Già nel 2018 veniva lanciato un allarme da psicologi e chirurghi plastici su come le app e i filtri possano essere dannosi per la nostra autostima e se possano portare a problemi come il disturbo di dismorfismo corporeo, un disturbo dell’immagine corporea “caratterizzato da preoccupazioni persistenti e intrusive con un immaginario o lieve difetto nella propria personalità. aspetto”, secondo l’Anxiety and Depression Association of America.
Alcuni medici segnalavano come i loro pazienti portassero persino selfie filtrati ai loro chirurghi plastici per illustrare ciò che stavano cercando di ottenere. Nacque all’epoca la definizione“Snapchat Dysmorphia”.
Alcuni sostengono addirittura che i filtri di Snapchat e altre simili applicazioni potrebbero farci dimenticare il nostro vero aspetto.
Tutto ciò, peraltro, è stato sottolineato come possa far perdere la prospettiva su come sei realmente. È stato fatto acutamente notare che, in passato, le foto alterate erano generalmente riservate a celebrità e modelle nelle pubblicità o nelle riviste, e sapevamo che queste immagini erano state modificate.

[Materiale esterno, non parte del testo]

//! OpenAI Realtime API connection settings.

/// OpenAI Realtime API WebSocket endpoint.
pub const OPENAI_REALTIME_URL: &str = "wss://api.openai.com/v1/realtime";

/// Default realtime model.
pub const DEFAULT_REALTIME_MODEL: &str = "gpt-4o-realtime-preview";

/// Default voice for synthesized audio.
pub const DEFAULT_VOICE: &str = "alloy";

/// Default input transcription model.
pub const DEFAULT_TRANSCRIPTION_MODEL: &str = "whisper-1";

/// Audio format for both directions (PCM16, 24 kHz, mono).
pub const DEFAULT_AUDIO_FORMAT: &str = "pcm16";

/// Sample rate the realtime API expects for `pcm16`.
pub const OPENAI_REALTIME_SAMPLE_RATE: u32 = 24000;

/// Endpoint and model for a realtime link.
#[derive(Debug, Clone, PartialEq, Eq)]
pub struct OpenAIRealtimeConfig {
    /// Base WebSocket URL, without the model query
    pub url: String,
    pub model: String,
}

impl Default for OpenAIRealtimeConfig {
    fn default() -> Self {
        Self {
            url: OPENAI_REALTIME_URL.to_string(),
            model: DEFAULT_REALTIME_MODEL.to_string(),
        }
    }
}

impl OpenAIRealtimeConfig {
    pub fn new(url: impl Into<String>, model: impl Into<String>) -> Self {
        Self {
            url: url.into(),
            model: model.into(),
        }
    }

    /// Full WebSocket URL including the model query parameter.
    pub fn ws_url(&self) -> String {
        let separator = if self.url.contains('?') { '&' } else { '?' };
        format!("{}{}model={}", self.url, separator, self.model)
    }
}
//! Connection caps for the voice WebSocket.
//!
//! A global cap and a per-IP cap are checked before the upgrade. A reserved
//! slot travels to the handler as a [`ClientIp`] extension and is released
//! when the socket ends.
//!
//! ```ignore
//! let app = Router::new()
//!     .route("/voice", get(voice_bridge_handler))
//!     .layer(axum::middleware::from_fn_with_state(
//!         state.clone(),
//!         connection_limit_middleware,
//!     ));
//! ```

use axum::{
    body::Body,
    extract::{ConnectInfo, State},
    http::{Request, StatusCode, header},
    middleware::Next,
    response::{IntoResponse, Response},
};
use std::net::{IpAddr, SocketAddr};
use std::sync::Arc;
use tracing::warn;

use crate::state::{AppState, ConnectionLimitError};

/// Client address whose slot the handler must release.
#[derive(Clone, Debug)]
pub struct ClientIp(pub IpAddr);

fn is_websocket_upgrade(request: &Request<Body>) -> bool {
    request
        .headers()
        .get(header::UPGRADE)
        .and_then(|v| v.to_str().ok())
        .is_some_and(|v| v.eq_ignore_ascii_case("websocket"))
}

impl IntoResponse for ConnectionLimitError {
    fn into_response(self) -> Response {
        match self {
            ConnectionLimitError::GlobalLimitReached => (
                StatusCode::SERVICE_UNAVAILABLE,
                "Server at capacity. Please try again later.",
            )
                .into_response(),
            ConnectionLimitError::PerIpLimitReached => (
                StatusCode::TOO_MANY_REQUESTS,
                "Too many connections from your IP address.",
            )
                .into_response(),
        }
    }
}

/// Reserve a connection slot for WebSocket upgrades.
///
/// Global cap exhaustion answers 503, per-IP exhaustion answers 429. Plain
/// HTTP requests pass through unchecked.
pub async fn connection_limit_middleware(
    State(state): State<Arc<AppState>>,
    ConnectInfo(addr): ConnectInfo<SocketAddr>,
    mut request: Request<Body>,
    next: Next,
) -> Response {
    if !is_websocket_upgrade(&request) {
        return next.run(request).await;
    }

    let client_ip = addr.ip();
    match state.try_acquire_connection(client_ip) {
        Ok(()) => {
            request.extensions_mut().insert(ClientIp(client_ip));
            next.run(request).await
        }
        Err(limit) => {
            warn!(ip = %client_ip, limit = ?limit, "Rejecting WebSocket connection");
            limit.into_response()
        }
    }
}
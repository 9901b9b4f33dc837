use serde::Deserialize;
use serde_json::{Value, json};
use tracing::debug;

use super::messages::{ClientEvent, FunctionCallOutputItem, InputAudioTranscription, ServerEvent, TurnDetection};
use crate::core::upstream::{
    JsonObject, SessionDefaults, TranscriptFragment, UpstreamCodec, UpstreamEvent, UpstreamOp,
    UpstreamResult,
};

/// Wire codec for the OpenAI Realtime protocol.
#[derive(Debug, Clone, Copy, Default)]
pub struct OpenAICodec;

impl OpenAICodec {
    fn client_event(op: &UpstreamOp) -> ClientEvent {
        match op {
            UpstreamOp::UpdateSession(session) => ClientEvent::SessionUpdate {
                session: session.clone(),
            },
            UpstreamOp::AppendAudio(data) => ClientEvent::audio_append(data),
            UpstreamOp::CommitInput => ClientEvent::InputAudioBufferCommit,
            UpstreamOp::ClearInput => ClientEvent::InputAudioBufferClear,
            UpstreamOp::CreateResponse(params) => ClientEvent::ResponseCreate {
                response: (!params.is_empty()).then(|| params.clone()),
            },
            UpstreamOp::CancelResponse => ClientEvent::ResponseCancel,
            UpstreamOp::InjectToolResult { call_id, output } => ClientEvent::ConversationItemCreate {
                item: FunctionCallOutputItem::new(call_id.clone(), output.clone()),
            },
        }
    }
}

impl UpstreamCodec for OpenAICodec {
    fn encode(&self, op: &UpstreamOp) -> UpstreamResult<String> {
        Ok(serde_json::to_string(&Self::client_event(op))?)
    }

    fn decode(&self, frame: &Value) -> UpstreamEvent {
        let event = match ServerEvent::deserialize(frame) {
            Ok(event) => event,
            Err(e) => {
                debug!(error = %e, "Unmodeled upstream event shape, relaying as-is");
                return UpstreamEvent::Opaque;
            }
        };

        match event {
            ServerEvent::Error { error } => UpstreamEvent::Error {
                message: error.message,
            },
            ServerEvent::SessionCreated { session } => UpstreamEvent::SessionCreated { id: session.id },
            ServerEvent::TranscriptionDelta { item_id, delta } => {
                let fragment = TranscriptFragment::delta(delta);
                UpstreamEvent::Transcript(match item_id {
                    Some(id) => fragment.with_utterance(id),
                    None => fragment,
                })
            }
            ServerEvent::TranscriptionCompleted { item_id, transcript } => {
                let fragment = TranscriptFragment::final_text(transcript);
                UpstreamEvent::Transcript(match item_id {
                    Some(id) => fragment.with_utterance(id),
                    None => fragment,
                })
            }
            ServerEvent::ResponseCreated { response } => UpstreamEvent::ResponseCreated {
                response_id: response.id,
            },
            ServerEvent::ResponseDone { response } => UpstreamEvent::ResponseDone {
                response_id: response.id,
                status: response.status,
            },
            ServerEvent::OutputItemAdded { item } => match (item.item_type.as_str(), item.call_id, item.name) {
                ("function_call", Some(call_id), Some(name)) => {
                    UpstreamEvent::FunctionCallAnnounced { call_id, name }
                }
                _ => UpstreamEvent::Opaque,
            },
            ServerEvent::FunctionCallArgumentsDelta { call_id, delta } => {
                UpstreamEvent::FunctionCallArgumentsDelta { call_id, delta }
            }
            ServerEvent::FunctionCallArgumentsDone {
                call_id,
                name,
                arguments,
            } => UpstreamEvent::FunctionCallArgumentsDone {
                call_id,
                name,
                arguments,
            },
            ServerEvent::AudioDelta { response_id } => UpstreamEvent::AudioDelta { response_id },
            ServerEvent::AudioDone { response_id } => UpstreamEvent::AudioDone { response_id },
            ServerEvent::TextDone { text } => UpstreamEvent::AssistantText { text },
            ServerEvent::AudioTranscriptDone { transcript } => {
                UpstreamEvent::AssistantText { text: transcript }
            }
            ServerEvent::Other => UpstreamEvent::Opaque,
        }
    }

    fn session_config(&self, defaults: &SessionDefaults) -> JsonObject {
        let mut session = JsonObject::new();
        session.insert("modalities".into(), json!(defaults.modalities));
        if let Some(instructions) = &defaults.instructions {
            session.insert("instructions".into(), json!(instructions));
        }
        session.insert("voice".into(), json!(defaults.voice));
        session.insert("input_audio_format".into(), json!(defaults.input_audio_format));
        session.insert("output_audio_format".into(), json!(defaults.output_audio_format));
        session.insert(
            "input_audio_transcription".into(),
            json!(InputAudioTranscription {
                model: defaults.transcription_model.clone(),
            }),
        );

        let turn_detection = defaults.turn_detection.map(|td| TurnDetection::ServerVad {
            threshold: td.threshold,
            prefix_padding_ms: td.prefix_padding_ms,
            silence_duration_ms: td.silence_duration_ms,
            create_response: false,
            interrupt_response: false,
        });
        session.insert("turn_detection".into(), json!(turn_detection));

        if !defaults.tools.is_empty() {
            session.insert("tools".into(), json!(defaults.tools));
            session.insert("tool_choice".into(), json!("auto"));
        }

        session
    }

    fn response_defaults(&self, defaults: &SessionDefaults) -> JsonObject {
        let mut response = JsonObject::new();
        response.insert("modalities".into(), json!(defaults.modalities));
        response.insert("voice".into(), json!(defaults.voice));
        response.insert("output_audio_format".into(), json!(defaults.output_audio_format));
        response
    }
}

#[cfg(test)]
mod tests {
    use super::*;
    use crate::core::tools::ToolDefinition;
    use crate::core::upstream::{FragmentMode, TurnDetectionSettings};
    use bytes::Bytes;

    fn defaults() -> SessionDefaults {
        SessionDefaults {
            instructions: Some("Be brief.".to_string()),
            voice: "alloy".to_string(),
            modalities: vec!["text".to_string(), "audio".to_string()],
            input_audio_format: "pcm16".to_string(),
            output_audio_format: "pcm16".to_string(),
            transcription_model: "whisper-1".to_string(),
            turn_detection: Some(TurnDetectionSettings::default()),
            tools: vec![ToolDefinition::function("search", "Search", json!({"type": "object"}))],
        }
    }

    fn encode(op: UpstreamOp) -> Value {
        serde_json::from_str(&OpenAICodec.encode(&op).unwrap()).unwrap()
    }

    #[test]
    fn test_encode_ops() {
        assert_eq!(encode(UpstreamOp::CommitInput)["type"], "input_audio_buffer.commit");
        assert_eq!(encode(UpstreamOp::ClearInput)["type"], "input_audio_buffer.clear");
        assert_eq!(encode(UpstreamOp::CancelResponse)["type"], "response.cancel");

        let audio = encode(UpstreamOp::AppendAudio(Bytes::from_static(&[1, 2, 3])));
        assert_eq!(audio["audio"], "AQID");

        let inject = encode(UpstreamOp::InjectToolResult {
            call_id: "c1".to_string(),
            output: "{}".to_string(),
        });
        assert_eq!(inject["type"], "conversation.item.create");
        assert_eq!(inject["item"]["output"], "{}");
    }

    #[test]
    fn test_encode_create_response_omits_empty_params() {
        let bare = encode(UpstreamOp::CreateResponse(JsonObject::new()));
        assert!(bare.get("response").is_none());

        let mut params = JsonObject::new();
        params.insert("voice".into(), json!("verse"));
        let full = encode(UpstreamOp::CreateResponse(params));
        assert_eq!(full["response"]["voice"], "verse");
    }

    #[test]
    fn test_decode_transcription() {
        let delta = OpenAICodec.decode(&json!({
            "type": "conversation.item.input_audio_transcription.delta",
            "item_id": "item_1",
            "delta": "hel"
        }));
        match delta {
            UpstreamEvent::Transcript(f) => {
                assert_eq!(f.mode, FragmentMode::Append);
                assert_eq!(f.utterance.as_deref(), Some("item_1"));
            }
            other => panic!("unexpected: {other:?}"),
        }

        let done = OpenAICodec.decode(&json!({
            "type": "conversation.item.input_audio_transcription.completed",
            "item_id": "item_1",
            "content_index": 0,
            "transcript": "hello there"
        }));
        assert!(matches!(done, UpstreamEvent::Transcript(f) if f.is_final && f.text == "hello there"));
    }

    #[test]
    fn test_decode_function_call_lifecycle() {
        let added = OpenAICodec.decode(&json!({
            "type": "response.output_item.added",
            "response_id": "resp_1",
            "output_index": 0,
            "item": {"type": "function_call", "call_id": "c1", "name": "search", "arguments": ""}
        }));
        assert_eq!(
            added,
            UpstreamEvent::FunctionCallAnnounced {
                call_id: "c1".to_string(),
                name: "search".to_string()
            }
        );

        let message_item = OpenAICodec.decode(&json!({
            "type": "response.output_item.added",
            "item": {"type": "message", "role": "assistant"}
        }));
        assert_eq!(message_item, UpstreamEvent::Opaque);

        let done = OpenAICodec.decode(&json!({
            "type": "response.function_call_arguments.done",
            "call_id": "c1",
            "arguments": "{\"q\":\"test\"}"
        }));
        assert!(matches!(done, UpstreamEvent::FunctionCallArgumentsDone { name: None, .. }));
    }

    #[test]
    fn test_decode_malformed_known_type_is_opaque() {
        let event = OpenAICodec.decode(&json!({"type": "response.audio.delta"}));
        assert_eq!(event, UpstreamEvent::Opaque);
    }

    #[test]
    fn test_session_config_shape() {
        let session = OpenAICodec.session_config(&defaults());
        assert_eq!(session["instructions"], "Be brief.");
        assert_eq!(session["turn_detection"]["type"], "server_vad");
        assert_eq!(session["turn_detection"]["create_response"], false);
        assert_eq!(session["input_audio_transcription"]["model"], "whisper-1");
        assert_eq!(session["tools"][0]["name"], "search");
        assert_eq!(session["tool_choice"], "auto");
    }

    #[test]
    fn test_session_config_without_vad() {
        let mut d = defaults();
        d.turn_detection = None;
        d.tools.clear();
        let session = OpenAICodec.session_config(&d);
        assert!(session["turn_detection"].is_null());
        assert!(!session.contains_key("tools"));
    }

    #[test]
    fn test_response_defaults() {
        let response = OpenAICodec.response_defaults(&defaults());
        assert_eq!(response.len(), 3);
        assert_eq!(response["voice"], "alloy");
    }
}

Oggi invece l’immagine della perfezione ad ogni costo è diventata un traguardo raggiungibile e, apparentemente, alla portata di tutti. I social, in questo senso, non sono esenti da colpe e, anzi, sembra che con i loro algoritmi contribuiscano addirittura a far crescere i livelli di ansia e depressione in chi, dopo aver visitato i profili di cotanta perfezione, non si sente all’altezza di chi ha scelto ocme proprio modello di vita.
Il fenomeno della dismorfia da Snapchat, come anche quello delle altre forme di dipendenza da Internet e social-addiction, rappresenta una delle molteplici conseguenze dell’uso eccessivo e distorto dei social media. L’ossessione per l’apparenza, la voglia di mettersi a fianco o di emulare un simbolo di immagine, spesso slegata dalla sostanza, alimentata dai filtri e dagli strumenti di modifica delle immagini, può portare a gravi conseguenze psicologiche, soprattutto nei giovani. È cruciale riconoscere questi pericoli e promuovere un uso più sano e consapevole delle tecnologie digitali, aiutando le nuove generazioni a sviluppare un’immagine di sé più realistica e positiva.
Scuola e famiglia come strumenti di contrasto? Teoricamente la soluzione potrebbe vederli come protagonisti magari collaborando insieme; ma siamo sicuri che molti giovani e giovanissimi vogliano essere curati?